Eight billion people need a lot of protein

April 24, 2023

The world's population, now hovering at eight billion, needs a hefty amount of protein. United Soybean Board Market Intelligence Vice-President Mac Marshall, referring to the agriculture supply balance sheets from the United Nations Food and Agriculture Organization, puts that in weighty terms.

“The daily supply of protein needed to feed this planet on a per-person basis is about 83 grams per person. Now that’s what's being consumed; that’s what’s basically needed on the supply side,” said Marshall. “So that means, across the whole planet, every day, we need just over 660 billion grams of protein.”
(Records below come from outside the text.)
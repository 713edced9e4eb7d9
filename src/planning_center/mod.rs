//! Planning Center API integration.
//!
//! Provides the authenticated API client and the resource types it returns.

/// API client for Planning Center Online requests
pub mod api;
/// Data types representing Planning Center resources
pub mod types;

// Re-export key components
pub use api::PlanningCenterClient;
pub use types::CalendarEvent;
For those who avoid the metric system, that many grams are almost one-and-a-half billion pounds of protein, animal and vegetable. Marshall, during an interview for a story in the magazine American Soybean, looked ahead to the year 2050, when, if the current growth trend continues, the globe’s population will have swollen by another 20 percent. “That means,” he said, “that that supply share is going to grow by another nearly 150 billion grams of protein daily.” That brings us to more than 888,000 tons of daily global protein demand by 2050. Back to the present, Marshall says the war in Ukraine and other geopolitical issues have resulted in the number of food-insecure people climbing to 1.6 billion globally. The implication is that responsibility is increasing on able counties to be food suppliers for those countries that are less able to produce enough food to feed themselves.

“Turning the lens back to the U.S., where we’re an incredibly fortunate and prosperous nation, we have, I would say, the best farmers on earth, a very resilient food supply system, one that has for a long time enabled us to produce an exportable surplus and supply our partners and customers around the globe,” said Marshall, “the importance of that really comes back into plain view.”

Marshall says he’s optimistic a tendency toward global collaboration will lead those areas with surplus to help supply those areas of deficit. “If we take that approach and scan back out, I think we’ll be in a good place for the years to come,” he said. “But I never want us to get to a place where we become complacent and start thinking that food just happens without a whole lot of gears turning.”